Dumbbell Compound Exercises

Let’s face it, not everyone has the luxury of time to go the gym for a great workout. Thus busy folks who are looking to gain a respectable amount of mass should consider training at home in order to hit their goal. A pair of adjustable dumbbells, some weight plates and a decent adjustable weight bench is all then tools needed for a terrific home workout and beginners can get noticeable results relatively quickly provided they keep their diet in check. 

The important thing is to train with the utmost intensity so that muscle fiber would be maximally recruited forcing new muscle growth to take place. Now, in order to accomplish this, you must select dumbbell compound exercises that are effective at stacking muscle mass onto your frame in as little time as possible. These are the dumbbell compound exercises that MUST be treated as the bread and butter of your training routine.

1) Dumbbell Bench Press
For an impeccable chest build, always include the dumbbell bench press in your chest routine. Not only is this exercise capable of giving you a bullet proof chest, it also stimulates your shoulders as well as triceps. Fork out the extra dough for an adjustable bench so you may perform the incline and decline press which allows you to shift the stress to your upper and lower chest respectively.
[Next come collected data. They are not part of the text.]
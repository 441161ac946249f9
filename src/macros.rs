//! Utility macros for the lexer.
//!
//! - `MK_TOKEN!` - Creates a Token instance
//! - `MK_SPAN!` - Creates a Span between two byte offsets of one file

/// Creates a Token instance.
///
/// # Example
///
/// ```ignore
/// let token = MK_TOKEN!(TokenKind::Number, "42".to_string(), span);
/// ```
#[macro_export]
macro_rules! MK_TOKEN {
    ($kind:expr, $value:expr, $span:expr) => {
        Token {
            kind: $kind,
            value: $value,
            span: $span,
        }
    };
}

/// Creates a Span from a start and end offset sharing one file name.
///
/// # Example
///
/// ```ignore
/// let span = MK_SPAN!(0, 2, tokenizer.file);
/// ```
#[macro_export]
macro_rules! MK_SPAN {
    ($start:expr, $end:expr, $file:expr) => {
        Span {
            start: Position($start, Rc::clone(&$file)),
            end: Position($end, Rc::clone(&$file)),
        }
    };
}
2) Dumbbell Overhead Press
When it comes to developing the entire shoulder muscles, nothing beats doing some sort of overhead press. I said “some sort” because the standard overhead press has a number of variations such the Arnold Press and Alternate One Arm Press. Pick any variation that you’re most comfortable with – it doesn’t matter so long as it’s an overhead press. 


3) Dumbbell Row
Want to get back muscles that are so dense and thick, rendering them virtually impervious to damage? Then go ahead and blast your back with either the bent-over or the one-arm row. These two dumbbell compound exercises are great for thickening your back and since they also place a great amount of stress on your arms, your biceps will get a good workout as well.


4) Dumbbell Squat
If killing your entire leg muscles is your objective, then search no further than the dumbbell squats. This is one of the best dumbbell compound exercises as it can kill your legs very quickly, boosting massive gains in your hamstrings, glutes, and quads.